* Work instruction *
Look for the string "divided" in the data below, and copy each line that holds it.

* Input data *
= = = = = = =

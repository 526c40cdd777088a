use cdt_core::errors::{CdtError, ErrorInfo};
use cdt_core::RawRunMatrix;
use serde::{Deserialize, Serialize};

/// Rule collapsing the slice axis of a run matrix into a scalar series.
#[derive(Debug, Clone, Copy, PartialEq, Eq, Serialize, Deserialize, Default)]
#[serde(rename_all = "kebab-case")]
pub enum ReductionRule {
    /// Population standard deviation of the slice lengths in each row.
    #[default]
    StdDev,
    /// Mean slice length of each row.
    Mean,
    /// Every entry divided by the mean of its column, flattened row-major.
    ColumnNormalized,
    /// Every entry divided by the grand mean, flattened row-major.
    GrandNormalized,
}

/// Reduces `matrix` to a scalar series according to `rule`.
pub fn reduce(matrix: &RawRunMatrix, rule: ReductionRule) -> Result<Vec<f64>, CdtError> {
    match rule {
        ReductionRule::StdDev => Ok(matrix.rows().map(row_std).collect()),
        ReductionRule::Mean => Ok(matrix.rows().map(row_mean).collect()),
        ReductionRule::ColumnNormalized => {
            let means = column_means(matrix);
            if let Some(column) = means.iter().position(|&mean| mean == 0.0) {
                return Err(zero_normaliser("column", column));
            }
            Ok(matrix
                .rows()
                .flat_map(|row| {
                    row.iter()
                        .zip(means.iter())
                        .map(|(&value, &mean)| f64::from(value) / mean)
                })
                .collect())
        }
        ReductionRule::GrandNormalized => {
            let grand = matrix.grand_mean();
            if grand == 0.0 {
                return Err(zero_normaliser("grand", 0));
            }
            Ok(matrix
                .values()
                .iter()
                .map(|&value| f64::from(value) / grand)
                .collect())
        }
    }
}

/// Drops `discard_count` burn-in rows before reducing.
pub fn reduce_after(
    matrix: &RawRunMatrix,
    rule: ReductionRule,
    discard_count: usize,
) -> Result<Vec<f64>, CdtError> {
    if discard_count == 0 {
        return reduce(matrix, rule);
    }
    reduce(&matrix.discard(discard_count)?, rule)
}

fn zero_normaliser(kind: &str, column: usize) -> CdtError {
    CdtError::Shape(
        ErrorInfo::new("zero-normaliser", "normalising mean is zero")
            .with_context("kind", kind)
            .with_context("column", column),
    )
}

fn row_mean(row: &[u32]) -> f64 {
    row.iter().map(|&v| f64::from(v)).sum::<f64>() / row.len() as f64
}

fn row_std(row: &[u32]) -> f64 {
    let mean = row_mean(row);
    let var = row
        .iter()
        .map(|&v| {
            let d = f64::from(v) - mean;
            d * d
        })
        .sum::<f64>()
        / row.len() as f64;
    var.sqrt()
}

fn column_means(matrix: &RawRunMatrix) -> Vec<f64> {
    let mut sums = vec![0.0; matrix.n_slices()];
    for row in matrix.rows() {
        for (sum, &value) in sums.iter_mut().zip(row) {
            *sum += f64::from(value);
        }
    }
    let n = matrix.n_samples() as f64;
    sums.into_iter().map(|sum| sum / n).collect()
}
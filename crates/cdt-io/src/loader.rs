use std::path::{Path, PathBuf};

use cdt_core::errors::{CdtError, ErrorInfo};
use cdt_core::{RawRunMatrix, RunParameters};
use csv::{ReaderBuilder, StringRecord, Trim};

/// Location of the data file belonging to a run record: `<dir>/<name>.csv`.
pub fn data_path(dir: &Path, params: &RunParameters) -> PathBuf {
    dir.join(format!("{}.csv", params.name))
}

fn not_found(path: &Path) -> CdtError {
    CdtError::NotFound(
        ErrorInfo::new("data-file", "data file does not exist").with_context("path", path.display()),
    )
}

fn parse_error(path: &Path, line: usize, message: impl Into<String>) -> CdtError {
    CdtError::Parse(
        ErrorInfo::new("data-row", message)
            .with_context("path", path.display())
            .with_context("line", line),
    )
}

fn records(path: &Path) -> Result<Vec<StringRecord>, CdtError> {
    if !path.is_file() {
        return Err(not_found(path));
    }
    let mut reader = ReaderBuilder::new()
        .has_headers(false)
        .flexible(true)
        .trim(Trim::All)
        .from_path(path)
        .map_err(|err| {
            CdtError::Parse(
                ErrorInfo::new("data-open", "failed to open data file")
                    .with_context("path", path.display())
                    .with_hint(err.to_string()),
            )
        })?;
    reader
        .records()
        .enumerate()
        .map(|(idx, record)| record.map_err(|err| parse_error(path, idx + 1, err.to_string())))
        .collect()
}

/// Fields of a record with the trailing empty ones (from a trailing comma) removed.
fn fields(record: &StringRecord) -> Vec<&str> {
    let mut fields: Vec<&str> = record.iter().collect();
    while fields.last().is_some_and(|field| field.is_empty()) {
        fields.pop();
    }
    fields
}

/// Reads a comma-delimited matrix of slice lengths, one sweep per line.
///
/// With `columns` set only the first `columns` fields of each line are kept
/// and shorter lines are rejected.
pub fn load_matrix(path: &Path, columns: Option<usize>) -> Result<RawRunMatrix, CdtError> {
    let mut rows = Vec::new();
    for (idx, record) in records(path)?.iter().enumerate() {
        let mut fields = fields(record);
        if fields.is_empty() {
            continue;
        }
        if let Some(columns) = columns {
            if fields.len() < columns {
                return Err(parse_error(path, idx + 1, "line has fewer fields than requested")
                    .with_context("fields", fields.len())
                    .with_context("columns", columns));
            }
            fields.truncate(columns);
        }
        let row = fields
            .iter()
            .map(|field| {
                field.parse::<u32>().map_err(|err| {
                    parse_error(path, idx + 1, err.to_string()).with_context("field", field)
                })
            })
            .collect::<Result<Vec<u32>, CdtError>>()?;
        rows.push(row);
    }
    RawRunMatrix::from_rows(rows).map_err(|err| err.with_context("path", path.display()))
}

/// Reads the first column of a delimited file as a scalar series.
pub fn load_series(path: &Path) -> Result<Vec<f64>, CdtError> {
    let mut series = Vec::new();
    for (idx, record) in records(path)?.iter().enumerate() {
        let Some(first) = fields(record).first().copied() else {
            continue;
        };
        let value = first.parse::<f64>().map_err(|err| {
            parse_error(path, idx + 1, err.to_string()).with_context("field", first)
        })?;
        series.push(value);
    }
    if series.is_empty() {
        return Err(CdtError::Shape(
            ErrorInfo::new("empty-series", "data file holds no samples")
                .with_context("path", path.display()),
        ));
    }
    Ok(series)
}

= = = = = = =

* Result of the task *
    /// Every entry divided by the mean of its column, flattened row-major.
    /// Every entry divided by the grand mean, flattened row-major.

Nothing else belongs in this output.